I was flashing my Oracle F80 WarpDrive today and suddenly the drive disconnected and my the SSD raid controller was locked inside the update mode, so I have to get it out from it. After many hours of forum searching and USB boot drive later I was able to rescue my drive(or the controller) and I'm now going to share with everyone my experience.

Before we go further in, just a bit of disclaimer, I'm not a professional at this and everything I done here involves losing your data, so be very careful what you are doing as many of the tool that we'll be using are interfacing with the low level hardware.

If you suspect your drive(controller) is bricked, here's the symptom you need to check for(this is how my drive were):
  • lsiutil, ddcli and sas2flash does not recognize the controller
  • lspci show your card online and lsirec can interact with your card
  • No LED light on the card
And if you tried to do the following with lsirec, the following error report:
Code:
>./lsirec 0000:xx:00.0 reset
...
IOC is RESET
IOC is RESET
IOC failed to become ready
If these symptom matches your drive, then your rescue rate are very high since is just a bricked SAS controller, not the SSD itself.

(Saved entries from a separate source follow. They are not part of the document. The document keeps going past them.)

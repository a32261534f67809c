use std::collections::BTreeMap;
use std::fmt;
use std::fs::{self, File, OpenOptions};
use std::io::{self, Cursor, Seek, Write};
use std::path::{Path, PathBuf};
use std::sync::{Mutex, MutexGuard, PoisonError};

use radblob_store::ops::{check_blob_size, require_readable, require_writable};
use radblob_store::{
    compute_id, BlobError, BlobFlags, BlobManager, BlobResult, BlobStream, ManagerKind,
};
use tracing::{debug, error, info, warn};
use zip::write::SimpleFileOptions;
use zip::{CompressionMethod, ZipWriter};

use crate::central::{read_entry, read_index, CentralEntry};
use crate::config::ArchiveConfig;
use crate::storage::{codec_error, ArchiveStorage, SharedStorage};
use crate::window::ArchiveWindow;

/// Where an archive's bytes come from.
#[derive(Clone, Debug, PartialEq, Eq)]
pub enum ArchiveOrigin {
    /// Read-only archive over a caller-supplied buffer.
    Memory,
    /// Write archive growing in a heap buffer, retrieved with `deinit_heap`.
    Heap,
    /// Archive file on disk.
    File(PathBuf),
    /// Archive embedded in an already-open file at its current position.
    CFile,
}

impl fmt::Display for ArchiveOrigin {
    fn fmt(&self, f: &mut fmt::Formatter<'_>) -> fmt::Result {
        match self {
            Self::Memory => write!(f, "<memory>"),
            Self::Heap => write!(f, "<heap>"),
            Self::File(path) => write!(f, "{}", path.display()),
            Self::CFile => write!(f, "<cfile>"),
        }
    }
}

enum ZipState {
    Closed,
    Reading(ArchiveStorage),
    /// The writer and the manager share the storage: entries are read back
    /// by offset without touching the writer.
    Writing {
        writer: ZipWriter<SharedStorage>,
        storage: SharedStorage,
    },
}

struct ArchiveInner {
    state: ZipState,
    blobs: BTreeMap<String, CentralEntry>,
}

/// Blob manager over a single ZIP archive.
///
/// Every blob is one ZIP entry named by its ID. The archive is append-only:
/// adding an ID that is already present returns it untouched. `open`
/// decompresses the entry into a private buffer, so streams stay valid after
/// the manager moves on.
///
/// A writable archive gets its central directory exactly once, in `deinit`;
/// until then other tools cannot read it. Reads during a write session go
/// straight to the entries already on storage. `deinit` runs on drop, and
/// still releases the file when finalization fails.
pub struct ArchiveBlobManager {
    inner: Mutex<ArchiveInner>,
    origin: Option<ArchiveOrigin>,
    flags: BlobFlags,
    config: ArchiveConfig,
}
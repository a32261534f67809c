use serde::{Deserialize, Serialize};

/// Largest blob any add path will materialize by default (`u32::MAX`).
pub const DEFAULT_MAX_BLOB_SIZE: u64 = u32::MAX as u64;

/// `get` refuses blobs above the signed 32-bit bound regardless of config.
pub const MAX_GET_SIZE: u64 = i32::MAX as u64;

/// Configuration shared by the blob managers.
#[derive(Clone, Debug, PartialEq, Eq, Serialize, Deserialize)]
#[serde(default)]
pub struct StoreConfig {
    /// Maximum blob size in bytes accepted by the add paths.
    pub max_blob_size: u64,
}

impl Default for StoreConfig {
    fn default() -> Self {
        Self {
            max_blob_size: DEFAULT_MAX_BLOB_SIZE,
        }
    }
}

#[cfg(test)]
mod tests {
    use super::*;

    #[test]
    fn default_max_is_u32() {
        assert_eq!(StoreConfig::default().max_blob_size, u32::MAX as u64);
    }

    #[test]
    fn missing_fields_use_defaults() {
        let config: StoreConfig = toml::from_str("").unwrap();
        assert_eq!(config, StoreConfig::default());
    }

    #[test]
    fn max_blob_size_from_toml() {
        let config: StoreConfig = toml::from_str("max_blob_size = 1024").unwrap();
        assert_eq!(config.max_blob_size, 1024);
    }
}
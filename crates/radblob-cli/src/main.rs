use clap::Parser;

mod cli;
mod commands;
mod config;

fn main() -> anyhow::Result<()> {
    let cli = cli::Cli::parse();
    let cwd = std::env::current_dir()?;
    let config = config::CliConfig::load(cli.config.as_deref(), &cwd)?;

    let level = if cli.verbose { tracing::Level::DEBUG } else { config.level()? };
    tracing_subscriber::fmt()
        .with_max_level(level)
        .with_writer(std::io::stderr)
        .init();

    commands::run_command(cli, &config)
}
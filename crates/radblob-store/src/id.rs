//! Content ID codec.
//!
//! A blob ID is derived from a CRC-64 of the content plus its size:
//!
//! ```text
//! [PREFIX]_HASHHEX_SIZE.radblob.EXT
//! HASHHEX_SIZE.radblob.EXT
//! ```
//!
//! `HASHHEX` is the 16-digit upper-case hex CRC-64/XZ, `EXT` defaults to
//! `raw`. Identical `(data, prefix, ext)` always yields the identical ID, which
//! is what lets unrelated writers deduplicate payloads without coordination.

use crate::error::{BlobError, BlobResult};

/// Marker every generated ID carries between the size and the extension.
pub const BLOB_TAG: &str = ".radblob.";

/// Extension used when the caller supplies none.
pub const DEFAULT_EXTENSION: &str = "raw";

const CRC64_POLY: u64 = 0xC96C_5795_D787_0F42;

const CRC64_TABLE: [u64; 256] = build_crc64_table();

const fn build_crc64_table() -> [u64; 256] {
    let mut table = [0u64; 256];
    let mut i = 0;
    while i < 256 {
        let mut r = i as u64;
        let mut bit = 0;
        while bit < 8 {
            r = if r & 1 != 0 { (r >> 1) ^ CRC64_POLY } else { r >> 1 };
            bit += 1;
        }
        table[i] = r;
        i += 1;
    }
    table
}

/// CRC-64/XZ of `data`.
pub fn crc64(data: &[u8]) -> u64 {
    crc64_update(0, data)
}

/// Continue a CRC-64/XZ computation. `crc64_update(crc64(a), b) == crc64(a ++ b)`.
pub fn crc64_update(crc: u64, data: &[u8]) -> u64 {
    let mut crc = !crc;
    for &byte in data {
        crc = CRC64_TABLE[((crc ^ byte as u64) & 0xff) as usize] ^ (crc >> 8);
    }
    !crc
}

/// Compute the content ID for `data`.
///
/// `precomputed_crc` skips hashing when the caller already has the CRC-64 of
/// `data`. A leading `.` on `ext` is stripped. Fails only when `prefix`
/// contains `[` or `]`.
pub fn compute_id(
    data: &[u8],
    prefix: &str,
    ext: &str,
    precomputed_crc: Option<u64>,
) -> BlobResult<String> {
    if prefix.contains(['[', ']']) {
        return Err(BlobError::InvalidPrefix(prefix.to_string()));
    }
    let crc = precomputed_crc.unwrap_or_else(|| crc64(data));
    let ext = ext.strip_prefix('.').unwrap_or(ext);
    let ext = if ext.is_empty() { DEFAULT_EXTENSION } else { ext };
    let size = data.len();

    if prefix.is_empty() {
        Ok(format!("{crc:016X}_{size}{BLOB_TAG}{ext}"))
    } else {
        Ok(format!("[{prefix}]_{crc:016X}_{size}{BLOB_TAG}{ext}"))
    }
}

/// The bracketed prefix of an ID, or `""` if it has none.
pub fn prefix_of(id: &str) -> &str {
    id.strip_prefix('[')
        .and_then(|rest| rest.find(']').map(|end| &rest[..end]))
        .unwrap_or("")
}

/// The extension of an ID (text after the last `.`), or `""`.
pub fn extension_of(id: &str) -> &str {
    match id.rfind('.') {
        Some(dot) => &id[dot + 1..],
        None => "",
    }
}

/// Returns `true` for names shaped like `*.radblob.*`.
pub fn looks_like_blob_id(name: &str) -> bool {
    match name.find(BLOB_TAG) {
        Some(pos) => pos > 0 && pos + BLOB_TAG.len() < name.len(),
        None => false,
    }
}

/// The decoded fields of a generated ID.
#[derive(Clone, Debug, PartialEq, Eq)]
pub struct BlobIdParts<'a> {
    pub prefix: &'a str,
    pub crc: u64,
    pub size: u64,
    pub ext: &'a str,
}

impl<'a> BlobIdParts<'a> {
    /// Decode an ID produced by [`compute_id`]. Caller-chosen IDs that do not
    /// follow the generated shape return `None`.
    pub fn parse(id: &'a str) -> Option<Self> {
        let (prefix, rest) = if id.starts_with('[') {
            let end = id.find("]_")?;
            (&id[1..end], &id[end + 2..])
        } else {
            ("", id)
        };
        let (stem, ext) = rest.split_once(BLOB_TAG)?;
        let (hash, size) = stem.split_once('_')?;
        if hash.len() != 16 {
            return None;
        }
        Some(Self {
            prefix,
            crc: u64::from_str_radix(hash, 16).ok()?,
            size: size.parse().ok()?,
            ext,
        })
    }

    /// Check `data` against the size and CRC recorded in the ID.
    pub fn matches(&self, data: &[u8]) -> bool {
        self.size == data.len() as u64 && self.crc == crc64(data)
    }
}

Here's some tools you'll need:
- LSIUtil, LSIRec, DDCli and IR/IT firmware (I'll assume you have those since this is probably how you bricked your SSD, i don't know about you but that's how I did it :( .)
- LSI 9211-8i firmware (both for IR and IT)
- Next door neighbor shnax's post from serverbuilds.net on how to flash them into IR/IT. Post Here

I'm running all the tools on Ubuntu 20.04, I can't find a way to get LSIRec run on Windows, if you are a Windows admin you might need to find your linux live usb to do this.

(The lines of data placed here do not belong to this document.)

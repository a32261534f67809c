use std::fs::File;
use std::io::{self, Cursor, Read, Seek, SeekFrom, Write};
use std::sync::{Arc, Mutex, MutexGuard, PoisonError};

use radblob_store::BlobError;
use zip::result::ZipError;

use crate::window::ArchiveWindow;

/// The bytes an archive lives in: a heap buffer or a window of a file.
#[derive(Debug)]
pub enum ArchiveStorage {
    Heap(Cursor<Vec<u8>>),
    File(ArchiveWindow<File>),
}

impl ArchiveStorage {
    pub fn heap(data: Vec<u8>) -> Self {
        Self::Heap(Cursor::new(data))
    }

    /// Serialized archive length in bytes.
    pub fn len(&mut self) -> io::Result<u64> {
        match self {
            Self::Heap(cursor) => Ok(cursor.get_ref().len() as u64),
            Self::File(window) => window.len(),
        }
    }

    /// Copy the whole archive to `out` in `chunk_size` pieces, returning the
    /// number of bytes written. The current position is kept.
    pub fn copy_to(&mut self, out: &mut dyn Write, chunk_size: usize) -> io::Result<u64> {
        let resume = self.stream_position()?;
        let copied = self.copy_all(out, chunk_size);
        self.seek(SeekFrom::Start(resume))?;
        copied
    }

    fn copy_all(&mut self, out: &mut dyn Write, chunk_size: usize) -> io::Result<u64> {
        let total = self.len()?;
        self.seek(SeekFrom::Start(0))?;

        let mut buf = vec![0u8; chunk_size.max(1)];
        let mut remaining = total;
        while remaining > 0 {
            let n = remaining.min(buf.len() as u64) as usize;
            self.read_exact(&mut buf[..n])?;
            out.write_all(&buf[..n])?;
            remaining -= n as u64;
        }
        Ok(total)
    }
}

/// Storage handle shared between a ZIP writer and the manager that owns it,
/// so entries can be read back by offset while the writer stays open.
#[derive(Clone, Debug)]
pub struct SharedStorage(Arc<Mutex<ArchiveStorage>>);

impl SharedStorage {
    pub fn new(storage: ArchiveStorage) -> Self {
        Self(Arc::new(Mutex::new(storage)))
    }

    pub fn lock(&self) -> MutexGuard<'_, ArchiveStorage> {
        self.0.lock().unwrap_or_else(PoisonError::into_inner)
    }

    /// The storage back, or `None` while another handle is alive.
    pub fn into_inner(self) -> Option<ArchiveStorage> {
        Arc::try_unwrap(self.0)
            .ok()
            .map(|m| m.into_inner().unwrap_or_else(PoisonError::into_inner))
    }
}

impl Read for SharedStorage {
    fn read(&mut self, buf: &mut [u8]) -> io::Result<usize> {
        self.lock().read(buf)
    }
}

impl Write for SharedStorage {
    fn write(&mut self, buf: &[u8]) -> io::Result<usize> {
        self.lock().write(buf)
    }

    fn flush(&mut self) -> io::Result<()> {
        self.lock().flush()
    }
}

impl Seek for SharedStorage {
    fn seek(&mut self, pos: SeekFrom) -> io::Result<u64> {
        self.lock().seek(pos)
    }
}

impl Read for ArchiveStorage {
    fn read(&mut self, buf: &mut [u8]) -> io::Result<usize> {
        match self {
            Self::Heap(c) => c.read(buf),
            Self::File(w) => w.read(buf),
        }
    }
}

impl Write for ArchiveStorage {
    fn write(&mut self, buf: &[u8]) -> io::Result<usize> {
        match self {
            Self::Heap(c) => c.write(buf),
            Self::File(w) => w.write(buf),
        }
    }

    fn flush(&mut self) -> io::Result<()> {
        match self {
            Self::Heap(c) => c.flush(),
            Self::File(w) => w.flush(),
        }
    }
}

impl Seek for ArchiveStorage {
    fn seek(&mut self, pos: SeekFrom) -> io::Result<u64> {
        match self {
            Self::Heap(c) => c.seek(pos),
            Self::File(w) => w.seek(pos),
        }
    }
}

/// Map a ZIP codec error onto [`BlobError::Codec`] with a stable short code.
pub fn codec_error(err: ZipError) -> BlobError {
    let code = match &err {
        ZipError::Io(_) => "io",
        ZipError::InvalidArchive(_) => "invalid_archive",
        ZipError::UnsupportedArchive(_) => "unsupported_archive",
        ZipError::FileNotFound => "file_not_found",
        _ => "other",
    };
    BlobError::Codec {
        code,
        message: err.to_string(),
    }
}

#[cfg(test)]
mod tests {
    use super::*;

    #[test]
    fn copy_to_uses_small_chunks() {
        let mut storage = ArchiveStorage::heap((0u8..=255).collect());
        let mut out = Vec::new();
        assert_eq!(storage.copy_to(&mut out, 7).unwrap(), 256);
        assert_eq!(out, (0u8..=255).collect::<Vec<_>>());
    }

    #[test]
    fn copy_to_keeps_position() {
        let mut storage = ArchiveStorage::heap(b"0123456789".to_vec());
        storage.seek(SeekFrom::Start(4)).unwrap();
        let mut out = Vec::new();
        storage.copy_to(&mut out, 3).unwrap();
        assert_eq!(out, b"0123456789");
        assert_eq!(storage.stream_position().unwrap(), 4);
    }

    #[test]
    fn shared_storage_sees_writes_from_every_handle() {
        let shared = SharedStorage::new(ArchiveStorage::heap(Vec::new()));
        let mut writer = shared.clone();
        writer.write_all(b"abc").unwrap();
        assert_eq!(shared.lock().len().unwrap(), 3);
        assert_eq!(shared.lock().stream_position().unwrap(), 3);

        assert!(shared.clone().into_inner().is_none());
        drop(writer);
        match shared.into_inner() {
            Some(ArchiveStorage::Heap(cursor)) => assert_eq!(cursor.into_inner(), b"abc"),
            other => panic!("unexpected storage: {other:?}"),
        }
    }

    #[test]
    fn file_storage_respects_window() {
        let mut file = tempfile::tempfile().unwrap();
        file.write_all(b"..payload..").unwrap();
        let window = ArchiveWindow::new(file, 2, Some(7)).unwrap();
        let mut storage = ArchiveStorage::File(window);
        assert_eq!(storage.len().unwrap(), 7);
        let mut out = Vec::new();
        storage.copy_to(&mut out, 64 * 1024).unwrap();
        assert_eq!(out, b"payload");
    }

    #[test]
    fn codec_error_codes() {
        let err = codec_error(ZipError::FileNotFound);
        assert!(matches!(err, BlobError::Codec { code: "file_not_found", .. }));
        let err = codec_error(ZipError::Io(io::Error::other("disk gone")));
        match err {
            BlobError::Codec { code, message } => {
                assert_eq!(code, "io");
                assert!(message.contains("disk gone"));
            }
            other => panic!("unexpected error: {other:?}"),
        }
    }
}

You also need to disable IOMMU during the rescue process and enable HugeTLB.

To check if you have IOMMU enabled, if the directory /sys/kernel/iommu_groups is not empty that means you have it enabled.

To enable HugeTLB, run this command:
Code:
echo 16 > /proc/sys/vm/nr_hugepages
Rescue Time!

1. First by checking your PCI ID using lspci | grep LSI, mine is 0000:03:00.0 so this will be the PCI ID I'll be using for the reset of the guide. Be sure to change it to yours when you run it!

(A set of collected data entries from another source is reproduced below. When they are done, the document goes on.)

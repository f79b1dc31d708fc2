//! Crate `config` provides the solver's tunable parameters.

/// Parameters governing both the boolean (WalkSAT) search and the float
/// theory solver layered on top of it.
///
/// No command-line derive is attached to this struct: a CLI is explicitly
/// out of scope for this crate — a consumer embedding `catsat` is expected
/// to build a `Config` directly or via its own argument parser.
#[derive(Clone, Debug)]
pub struct Config {
    //
    //## boolean search
    //
    /// Number of random-restart attempts before `solve()` gives up.
    pub max_tries: usize,

    /// Number of flips attempted within a single try before restarting.
    pub max_flips: usize,

    /// Chance, as a percentage in `0..=100`, of making a uniformly random
    /// flip instead of the greedy minimum-damage flip.
    pub noise: u8,

    /// Run the tightness check (positive-cycle detection) over rule bodies
    /// during `finalize()`. Disabling this is only safe when the caller
    /// knows their rules are tight by construction.
    pub tight: bool,

    /// Run unit propagation over normal (OR) clauses to fixpoint during
    /// `finalize()`, forcing any clause down to a single undetermined
    /// disjunct. Shrinks the search space before WalkSAT ever starts;
    /// purely an optimization, never changes the set of solutions.
    pub unit_propagate: bool,

    //
    //## float theory
    //
    /// Number of randomized sampling attempts the float theory makes per
    /// boolean candidate model before reporting failure.
    pub max_float_tries: usize,

    /// Tolerance against floating-point jitter when testing a value for
    /// being a multiple of a variable's quantization step.
    pub quantization_tolerance: f32,

    //
    //## reproducibility
    //
    /// PRNG seed. `None` seeds from entropy; `Some(seed)` makes `solve()`
    /// deterministic for a fixed `Problem` and `Config`.
    pub seed: Option<u64>,
}

impl Default for Config {
    fn default() -> Config {
        Config {
            // boolean search
            max_tries: 20,
            max_flips: 10_000,
            noise: 5,
            tight: true,
            unit_propagate: true,

            // float theory
            max_float_tries: 10,
            quantization_tolerance: crate::interval::QUANTIZATION_TOLERANCE,

            // reproducibility
            seed: None,
        }
    }
}

impl Config {
    /// A `Config` seeded for a reproducible run; all other parameters keep
    /// their defaults.
    pub fn with_seed(seed: u64) -> Config {
        Config { seed: Some(seed), ..Config::default() }
    }
}
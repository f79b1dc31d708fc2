//! Build-time error kinds and the runtime search-failure marker.
//!
//! Build-time errors (malformed programs, non-tight rule sets, compile-time
//! unsatisfiability) are reported immediately through [`Error`] and abort
//! the build. Runtime search failure is terminal only for that particular
//! `solve()` call — it does not invalidate the `Problem` — so it is kept
//! out of `Error` entirely and represented by the separate [`Unsatisfiable`]
//! marker, selectable by the caller between a plain `Option` and a `Result`
//! (see [`crate::builder::Problem::solve`] and
//! [`crate::builder::Problem::solve_or_panic`]).
use thiserror::Error;

/// Errors produced while declaring or compiling a [`crate::builder::Problem`].
#[derive(Error, Debug, Clone, PartialEq)]
pub enum Error {
    #[error("cannot assert the constant False")]
    AssertedFalse,

    #[error("a rule's head must not be a constant")]
    ConstantRuleHead,

    #[error("rules cannot be added after the program has been finalized")]
    ProgramFinalized,

    #[error("a functional-constraint proposition cannot be used as a dependency")]
    FunctionalConstraintAsDependency,

    #[error("Average/Variance reject variables that have a condition")]
    ConditionalVariableInAggregate,

    #[error("program is not tight: a positive dependency cycle was found")]
    NonTightProgram,

    #[error("unit propagation derived a contradiction at compile time")]
    UnsatAtCompileTime,

    #[error("arithmetic domain error: {0}")]
    Domain(String),
}

/// Result alias for build-time operations.
pub type Result<T> = std::result::Result<T, Error>;

/// The search budget (`max_tries * max_flips` for the boolean solver, or
/// `max_float_tries` for the float theory layered on top) was exhausted
/// without finding a model.
///
/// This is not an [`Error`]: it does not indicate a malformed program, only
/// that this particular `solve()` call failed. The caller may adjust
/// [`crate::config::Config`] and retry on the same `Problem`.
#[derive(Debug, Clone, Copy, PartialEq, Eq)]
pub struct Unsatisfiable;

impl std::fmt::Display for Unsatisfiable {
    fn fmt(&self, f: &mut std::fmt::Formatter<'_>) -> std::fmt::Result {
        write!(f, "no solution found within the configured search budget")
    }
}

impl std::error::Error for Unsatisfiable {}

2. Extract 9211's IT/IR firmware, the file you extracted should named something like 2118ir.bin/2118it.bin

3. Use the host to boot the controller using LSIRec:
Code:
./lsirec 0000:03:00.0 hostboot 2118ir.bin
If you receive message like IOC is FAULT, that means you have loaded the wrong firmware.

If you do not see a error, your SSD's LED should be flashing again, but one of them should be red, telling you the drive have an error, this is normal, we will be fixing it next.

4. Use LSIRec, flash the IR/IT firmware patch and the new patched SBR file onto the SSD (Shnax's post has more in-depth instruction on this. Order is important, firmware first, sbr file second.)

5. Reboot

6. Once rebooted, the SSD should still have an red LED indicating the drive have a problem, but this time lsiutil and ddcli should be able to see them.
Run ddcli, your drive should appear:
Code:
****************************************************************************
   Seagate WarpDrive Management Utility
   Version 115.00.05.00 (2015.11.09)
   Copyright (c) 2015 Seagate Technologies LLC. All Rights Reserved.
****************************************************************************

ID    WarpDrive     Package Version    PCI Address   
--    ---------     ---------------    -----------   
1     NWD-BLP4-800       13.00.08.00        00:03:00:00
select your drive(in this case I type 1) and format it(operation number 5):
Code:
Perform-overprovisioning? Yes
Select 2. Nominal over provisioning
Enable Flash Media Erase? No
7. Reboot for the final time and your drive should be picked up by your OS and your drive has been rescued!